My understanding is that this hides all symbols that aren’t explicitly exported from the module. When I build the AudioPluginDemo_AAX target using Ninja on macOS and check it using the command you provided, I see only the AAX entry points exported. This is immediately after building (no PACE signing).

0000000000044afc T _ACFCanUnloadNow
0000000000044a7c T _ACFGetClassFactory
0000000000044c34 T _ACFGetSDKVersion
0000000000044a04 T _ACFRegisterComponent
0000000000044994 T _ACFRegisterPlugin
0000000000044bcc T _ACFShutdown
0000000000044b64 T _ACFStartup

Some things that might be worth checking:

  • Do you see the same result if you build one of the JUCE example plugins?
  • If you build in verbose mode (cmake --build <dir> --target <target> --verbose), do you see -fvisibility=hidden and -fvisibility-inlines-hidden in the compiler invocations?

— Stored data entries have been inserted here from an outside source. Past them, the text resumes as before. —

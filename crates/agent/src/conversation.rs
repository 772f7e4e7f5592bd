use glassdesk_core::domain::session::Session;
use glassdesk_core::flows::states::{Intent, IntentKind};
use glassdesk_core::identifier::classify;

pub const IDENTIFIER_CONFIDENCE: f32 = 0.95;
pub const REQUEST_HUMAN_CONFIDENCE: f32 = 0.9;
pub const ASK_STATUS_CONFIDENCE: f32 = 0.8;
pub const ASK_QUESTION_CONFIDENCE: f32 = 0.6;

const HUMAN_WORDS: &[&str] = &[
    "falar",
    "conversar",
    "atendente",
    "pessoa",
    "humano",
    "operador",
    "talk",
    "speak",
    "agent",
    "operator",
    "human",
    "person",
];

const FRUSTRATION_WORDS: &[&str] = &["bot", "chatbot", "robô", "robo"];

const FRUSTRATION_PHRASES: &[&str] = &[
    "não ajuda",
    "não ajudou",
    "não está ajudando",
    "nao ajuda",
    "ajudou não",
    "not helping",
    "not helpful",
];

const STATUS_WORDS: &[&str] = &[
    "status",
    "andamento",
    "situação",
    "situacao",
    "etapa",
    "fase",
    "prazo",
    "previsão",
    "previsao",
    "progress",
    "stage",
    "deadline",
    "forecast",
];

/// Rule-based intent classification.
///
/// The session is accepted so context-sensitive rules can be added without
/// touching callers; none of the current rules read it.
#[derive(Clone, Debug, Default)]
pub struct IntentDetector;

impl IntentDetector {
    pub fn new() -> Self {
        Self
    }

    pub fn detect(&self, message: &str, _session: &Session) -> Intent {
        let normalized = normalize_text(message);

        let classification = classify(&normalized);
        if let Some(entity_type) = classification.entity_type {
            return Intent::identifier(entity_type, classification.value, IDENTIFIER_CONFIDENCE);
        }

        let tokens = tokenize(&normalized);
        if requests_human(&tokens) {
            return Intent::message(IntentKind::RequestHuman, normalized, REQUEST_HUMAN_CONFIDENCE);
        }
        if contains_any_word(&tokens, STATUS_WORDS) {
            return Intent::message(IntentKind::AskStatus, normalized, ASK_STATUS_CONFIDENCE);
        }

        Intent::message(IntentKind::AskQuestion, normalized, ASK_QUESTION_CONFIDENCE)
    }
}

fn normalize_text(text: &str) -> String {
    text.trim().to_lowercase()
}

fn tokenize(text: &str) -> Vec<String> {
    text.split(|character: char| !character.is_alphanumeric())
        .filter(|token| !token.is_empty())
        .map(str::to_string)
        .collect()
}

fn contains_any_word(tokens: &[String], words: &[&str]) -> bool {
    tokens.iter().any(|token| words.contains(&token.as_str()))
}

fn requests_human(tokens: &[String]) -> bool {
    if contains_any_word(tokens, HUMAN_WORDS) || contains_any_word(tokens, FRUSTRATION_WORDS) {
        return true;
    }
    let padded = format!(" {} ", tokens.join(" "));
    FRUSTRATION_PHRASES.iter().any(|phrase| padded.contains(&format!(" {phrase} ")))
}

If these options are present, do they get switched off later in the compiler invocation? I’m wondering whether Ninja and Xcode are passing the compiler args in different orders.
  • Is the plugin’s CMake setup doing anything unusual, like building JUCE as a staticlib, or creating the plugin without using juce_add_plugin?

The point about Pro Tools plugins exporting JUCE symbols is interesting. If you’re not testing with the most recent version of Pro Tools, it might be worth checking if this has been fixed in the most recent release. If you’re still able to show that symbols are unnecessarily exposed in the most recent release, then your suggestion to reach out to Avid sounds like a good idea.